Comparative Analysis of Empirical Mode Decomposition and Discrete Wavelet Transform as Denoising Methods for Auditory Brainstem Response

Abstract

Peak latency measurement of the patient's Auditory Brainstem Response (ABR) essential wave components (Waves I-V) is the usual method in hearing screening to determine the likelihood of hearing impairment. To visualize the peaks of Waves I-V, averaging about 2000 ABR sweeps is necessary for reducing the background noise caused by power line interference and myogenic activity; however, this method is time-consuming and inconvenient for patients and healthcare workers. The study aims to use signal denoising methods to denoise ABRs averaged with fewer sweeps without affecting their functionality.

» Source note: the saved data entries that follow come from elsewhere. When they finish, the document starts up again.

//! Trustomer configuration: types, fetch client, and TTL cache.
//!
//! Per-site behaviour of the HL7 surface (timestamp format, MSH routing
//! fields, ORU enablement, oxygen mask codes) comes from the remote
//! trustomer API. The [`TrustomerCache`] keeps a short-TTL copy and prefers
//! a stale value over a hard failure.

pub mod cache;
pub mod client;
pub mod config;

use thiserror::Error;

pub use cache::TrustomerCache;
pub use client::TrustomerClient;
pub use config::{Hl7Config, OxygenMask, SendConfig, TrustomerConfig};

#[derive(Error, Debug)]
pub enum TrustomerError {
    #[error("Trustomer API request failed: {0}")]
    Network(#[from] reqwest::Error),

    #[error("Trustomer API returned status {0}")]
    UnexpectedStatus(u16),

    #[error("No trustomer configuration source configured")]
    NotConfigured,
}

Two deterministic signal denoising approaches, Empirical Mode Decomposition (EMD) and Discrete Wavelet Transform (DWT), were evaluated and compared to determine which could produce functional denoised ABRs using fewer sweeps. For the 1 kHz stimulus frequency, DWT produced functional ABRs with fewer sweeps than EMD for stimulus intensities of 75, 65, 55 and 50 dB peSPL. For the 4 kHz stimulus frequency, only the DWT method could produce functional ABRs with fewer sweeps. DWT method performs better than EMD in producing clinically relevant denoised ABR for most stimulus descriptions. The findings can help audiologists use the DWT denoising approach when averaging noisy ABRs with fewer sweeps to address the problems caused by the time-consuming conventional averaging method.